**What is being asked**
Your answer is every line of the material below in which the string "automation" occurs.

Top of Input records

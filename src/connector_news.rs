//! RSS/Atom news feed adapter.
//!
//! Fetches each configured feed, parses it with `feed-rs`, and keeps
//! entries that are recent enough and look robotics-related. Summaries are
//! reduced to plain text. Entries without a publication date are kept.

use anyhow::{Context, Result};
use async_trait::async_trait;
use chrono::{DateTime, Duration, Utc};

use gallery_core::canonical::url_external_id;
use gallery_core::models::{CandidateItem, MediaType, SourceType};

use crate::config::{Config, CrawlerConfig, NewsFeedConfig};
use crate::http::{build_client, get_bytes};
use crate::pacing::Pacer;
use crate::traits::SourceAdapter;

/// Terms that mark an entry as robotics content.
pub const ROBOTICS_KEYWORDS: &[&str] = &[
    "robot",
    "robotic",
    "automation",
    "autonomous",
    "agv",
    "amr",
    "cobot",
    "manipulator",
    "humanoid",
    "quadruped",
    "drone",
    "warehouse automation",
    "industrial automation",
    "service robot",
    "delivery robot",
    "surgical robot",
    "inspection robot",
];

pub struct NewsAdapter {
    feeds: Vec<NewsFeedConfig>,
    crawler: CrawlerConfig,
    client: reqwest::Client,
    pacer: Pacer,
}

impl NewsAdapter {
    pub fn new(config: &Config) -> Result<Self> {
        Ok(Self {
            feeds: config.sources.news.clone(),
            crawler: config.crawler.clone(),
            client: build_client(&config.crawler)?,
            pacer: Pacer::per_second(config.rate_limits.requests_per_second),
        })
    }

    async fn crawl_feed(&self, feed: &NewsFeedConfig) -> Result<Vec<CandidateItem>> {
        self.pacer.wait().await;
        let bytes = get_bytes(&self.client, &feed.url).await?;
        parse_feed(&bytes, feed, &self.crawler, Utc::now())
    }
}

#[async_trait]
impl SourceAdapter for NewsAdapter {
    fn name(&self) -> &str {
        "news"
    }

    fn description(&self) -> &str {
        "Articles from configured RSS/Atom news feeds"
    }

    fn source_types(&self) -> &[SourceType] {
        &[SourceType::News]
    }

    async fn produce(&self) -> Result<Vec<CandidateItem>> {
        let mut items = Vec::new();
        for feed in &self.feeds {
            match self.crawl_feed(feed).await {
                Ok(entries) => {
                    tracing::info!(feed = %feed.name, items = entries.len(), "feed crawl complete");
                    items.extend(entries);
                }
                Err(e) => {
                    tracing::warn!(feed = %feed.name, error = %format!("{e:#}"), "feed crawl failed");
                }
            }
        }
        Ok(items)
    }
}

/// Parse a feed document into candidates.
pub fn parse_feed(
    bytes: &[u8],
    feed: &NewsFeedConfig,
    crawler: &CrawlerConfig,
    now: DateTime<Utc>,
) -> Result<Vec<CandidateItem>> {
    let parsed = feed_rs::parser::parse(bytes)
        .with_context(|| format!("Failed to parse feed {}", feed.url))?;
    let cutoff = now - Duration::days(crawler.published_within_days);

    let mut items = Vec::new();
    for entry in parsed.entries.into_iter().take(crawler.max_results_per_source) {
        let Some(url) = entry.links.first().map(|l| l.href.trim().to_string()) else {
            tracing::debug!(feed = %feed.name, id = %entry.id, "entry without link");
            continue;
        };
        if url.is_empty() {
            continue;
        }

        let published_at = entry.published.or(entry.updated);
        if published_at.is_some_and(|p| p < cutoff) {
            continue;
        }

        let title = entry.title.map(|t| t.content).unwrap_or_default();
        let raw_summary = entry
            .summary
            .map(|s| s.content)
            .or_else(|| entry.content.and_then(|c| c.body))
            .unwrap_or_default();
        if !is_robotics_related(&format!("{title} {raw_summary}")) {
            continue;
        }

        let thumbnail = entry
            .media
            .iter()
            .find_map(|m| {
                m.content
                    .iter()
                    .filter(|c| {
                        c.content_type
                            .as_ref()
                            .is_some_and(|t| t.to_string().starts_with("image/"))
                    })
                    .find_map(|c| c.url.as_ref().map(|u| u.to_string()))
            })
            .or_else(|| {
                entry
                    .media
                    .iter()
                    .find_map(|m| m.thumbnails.first().map(|t| t.image.uri.clone()))
            })
            .or_else(|| first_img_src(&raw_summary));

        let mut item = CandidateItem::new(
            SourceType::News,
            url_external_id(&url),
            url,
            strip_html(&title),
            MediaType::Article,
        );
        item.source_name = feed.name.clone();
        item.description = Some(strip_html(&raw_summary)).filter(|d| !d.is_empty());
        item.thumbnail_url = thumbnail;
        item.published_at = published_at;
        item.default_category = feed.default_category.clone();
        items.push(item);
    }
    Ok(items)
}

/// Whether `text` mentions any robotics keyword, case-insensitively.
pub fn is_robotics_related(text: &str) -> bool {
    let lower = text.to_lowercase();
    ROBOTICS_KEYWORDS.iter().any(|k| lower.contains(k))
}

/// Plain text of an HTML fragment: tags removed, common entities decoded,
/// whitespace collapsed.
pub fn strip_html(html: &str) -> String {
    let mut text = String::with_capacity(html.len());
    let mut in_tag = false;
    for c in html.chars() {
        match c {
            '<' => {
                in_tag = true;
                text.push(' ');
            }
            '>' if in_tag => in_tag = false,
            _ if !in_tag => text.push(c),
            _ => {}
        }
    }
    let decoded = text
        .replace("&nbsp;", " ")
        .replace("&lt;", "<")
        .replace("&gt;", ">")
        .replace("&quot;", "\"")
        .replace("&#39;", "'")
        .replace("&#8217;", "'")
        .replace("&#8230;", "...")
        .replace("&amp;", "&");
    decoded.split_whitespace().collect::<Vec<_>>().join(" ")
}

/// `src` of the first `<img>` tag in an HTML fragment.
fn first_img_src(html: &str) -> Option<String> {
    let lower = html.to_ascii_lowercase();
    let tag_start = lower.find("<img")?;
    let tag_end = tag_start + lower[tag_start..].find('>')?;
    let tag = &html[tag_start..tag_end];
    let src_at = tag.to_ascii_lowercase().find("src=")? + 4;
    let rest = &tag[src_at..];
    let quote = rest.chars().next()?;
    let value = if quote == '"' || quote == '\'' {
        rest[1..].split(quote).next()?
    } else {
        rest.split_whitespace().next()?
    };
    Some(value.to_string()).filter(|v| !v.is_empty())
}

Bottom of Input records

**Result of the task**
    "automation",
    "warehouse automation",
    "industrial automation",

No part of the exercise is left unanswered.